You are about to finish high school, and you have decided it is time for a change of scenery, so you want to go to a university in another city, let's say San Francisco, California. Among your considerations are, how much will I pay for the rent of an apartment, or how much will I spend on public transportation? So, you decide to ask some of your acquaintances who live over there to see how much they spend on average.
This process is called taking a sample mean and in this article you will find the definition, how to calculate a sample mean, standard deviation, variance, the sampling distribution and examples.
Definition of Sample Means
The mean of a set of numbers is just the average, that is, the sum of all the elements in the set divided by the number of elements in the set.
The sample mean is the average of the values obtained in the sample.
It is easy to see that if two sets are different, they will most likely also have different means.
Calculation of Sample Means
The sample mean is denoted by \(\overline{x}\), and is calculated by adding up all the values obtained from the sample and dividing by the total sample size \(n\). The process is the same as averaging a data set. Therefore, the formula is \[\overline{x}=\frac{x_1+\ldots+x_n}{n},\]
where \(\overline{x}\) is the sample mean, \(x_i\) is each element in the sample and \(n\) is the sample size.
Let's go back to the San Francisco example. Suppose you asked \(5\) of your acquaintances how much they spend on public transport per week, and they said \(\$20\), \(\$25\), \(\$27\), \(\$43\), and \(\$50\). So, the sample mean is calculated by:
\[\overline{x}=\frac{20+25+27+43+50}{5}=\frac{165}{5}=33.\]
Therefore, for this sample, the average amount spent on public transportation in a week is \($33\).
Standard Deviation and Variance of the Sample Mean
Since the variance is the square of the standard deviation, to calculate either value, two cases must be considered:
1. You know the population standard deviation.
2. You do not know the population standard deviation.
The following section shows how to calculate this value for each case.
The Mean and Standard Deviation Formula for Sample Means
The mean of the sample mean, denoted by \(\mu_\overline{x}\), is given by the population mean, that is if \(\mu\) is the population mean, \[\mu_\overline{x}=\mu.\]
To calculate the standard deviation of the sample mean (also called the standard error of the mean (SEM)), denoted by \(\sigma_\overline{x}\), the two previous cases must be considered. Let's explore them in turn.

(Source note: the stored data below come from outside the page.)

use std::path::PathBuf;

use thiserror::Error;
use vista_brief::BriefError;
use vista_chess::ChessError;
use vista_core::GeometryError;
use vista_fast::FastError;

use crate::rectify::Quadrant;

#[derive(Debug, Error)]
pub enum VistaError {
    #[error("failed to load image {}: {source}", path.display())]
    ImageLoad {
        path: PathBuf,
        source: image::ImageError,
    },
    #[error("failed to write image {}: {source}", path.display())]
    ImageSave {
        path: PathBuf,
        source: image::ImageError,
    },
    #[error("I/O error on {}: {source}", path.display())]
    Io {
        path: PathBuf,
        source: std::io::Error,
    },
    #[error("invalid TOML config: {0}")]
    TomlParse(#[from] toml::de::Error),
    #[error("failed to serialize config as TOML: {0}")]
    TomlSerialize(#[from] toml::ser::Error),
    #[error("invalid JSON config: {0}")]
    Json(#[from] serde_json::Error),
    #[error("invalid configuration: {0}")]
    InvalidConfig(String),
    #[error("keypoint detection failed: {0}")]
    Fast(#[from] FastError),
    #[error("descriptor extraction failed: {0}")]
    Brief(#[from] BriefError),
    #[error("chessboard finder setup failed: {0}")]
    ChessSetup(#[from] ChessError),
    #[error("chessboard search failed in quadrant {quadrant}: {source}")]
    Chess { quadrant: Quadrant, source: ChessError },
    #[error("pattern not found in quadrant {quadrant}")]
    PatternNotFound { quadrant: Quadrant },
    #[error("perspective transform failed: {0}")]
    Geometry(#[from] GeometryError),
    #[error("failed to compose match image: {0}")]
    Render(#[source] image::ImageError),
}

pub type VistaResult<T> = Result<T, VistaError>;
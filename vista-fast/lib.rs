//! FAST-9 keypoint detection.
//!
//! Candidates pass the segment test on the radius-3 Bresenham circle, are
//! thinned by windowed non-maximum suppression, ranked by corner score and
//! given an intensity-centroid orientation for steered descriptors.

pub mod detector;
pub mod error;
pub mod refinement;
pub mod types;
pub mod utils;

pub use detector::FastDetector;
pub use error::{FastError, FastResult};
pub use refinement::KeypointRefinement;
pub use types::Candidate;
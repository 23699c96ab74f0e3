//! Transaction Source Port
//!
//! Abstraction over wherever raw transactions come from (an RPC node in
//! production, scripted fixtures in tests). Errors are transient from the
//! monitor's point of view: the worker logs, backs off, and retries.

use async_trait::async_trait;
use thiserror::Error;

#[derive(Debug, Error)]
pub enum SourceError {
    #[error("RPC request failed: {0}")]
    Rpc(String),
    #[error("Invalid address: {0}")]
    InvalidAddress(String),
    #[error("Invalid signature: {0}")]
    InvalidSignature(String),
    #[error("Malformed transaction payload: {0}")]
    Malformed(String),
}

/// Signature list entry returned by the source, most recent first
#[derive(Debug, Clone, PartialEq, Eq)]
pub struct SignatureInfo {
    pub signature: String,
    pub slot: u64,
}

/// One instruction with its program id resolved and accounts expanded
#[derive(Debug, Clone, Default)]
pub struct RawInstruction {
    pub program_id: String,
    pub accounts: Vec<String>,
    /// Instruction payload as the source encoded it (base58, occasionally
    /// base64); the classifier tries both
    pub data: String,
}

/// Source-provided transaction record. Ephemeral: owned by the classifier
/// call that consumes it.
#[derive(Debug, Clone, Default)]
pub struct RawTransaction {
    pub signature: String,
    /// False when the chain recorded an execution error
    pub success: bool,
    pub account_keys: Vec<String>,
    pub instructions: Vec<RawInstruction>,
    pub log_messages: Vec<String>,
    /// Native balances per account, before and after, in lamports
    pub pre_balances: Vec<u64>,
    pub post_balances: Vec<u64>,
    pub block_time: Option<i64>,
}

impl RawTransaction {
    /// Net lamport change for `address`, post minus pre. None when the
    /// address is not in the account list or balance arrays are short.
    pub fn native_balance_delta(&self, address: &str) -> Option<i64> {
        let index = self.account_keys.iter().position(|k| k == address)?;
        let pre = *self.pre_balances.get(index)? as i64;
        let post = *self.post_balances.get(index)? as i64;
        Some(post - pre)
    }
}

/// Contract the wallet monitor polls against
#[async_trait]
pub trait TransactionSource: Send + Sync {
    /// Most recent `limit` signatures for `address`, newest first
    async fn recent_signatures(
        &self,
        address: &str,
        limit: usize,
    ) -> Result<Vec<SignatureInfo>, SourceError>;

    /// Full transaction record, or None when the node has no record of it
    async fn fetch_transaction(
        &self,
        signature: &str,
    ) -> Result<Option<RawTransaction>, SourceError>;
}
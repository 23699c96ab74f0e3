//! Application Layer
//!
//! Composition root: builds the pipeline from config and injected ports.

pub mod orchestrator;

pub use orchestrator::{EngineSubscriber, Orchestrator, OrchestratorError};
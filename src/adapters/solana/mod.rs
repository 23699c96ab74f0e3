//! Solana RPC adapter

pub mod rpc;

pub use rpc::RpcTransactionSource;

Calculating the Sample Mean Standard Deviation using the Population Standard Deviation
If the sample of size \(n\) is drawn from a population whose standard deviation \(\sigma\) is known, then the standard deviation of the sample mean will be given by \[\sigma_\overline{x}=\frac{\sigma}{\sqrt{n}}.\]
A sample of \(81\) people was taken from a population with standard deviation \(45\), what is the standard deviation of the sample mean?
Solution:
Using the formula stated before, the standard deviation of the sample mean is \[\sigma_\overline{x}=\frac{45}{\sqrt{81}}=\frac{45}{9}=5.\]
Note that to calculate this, you do not need to know anything about the sample besides its size.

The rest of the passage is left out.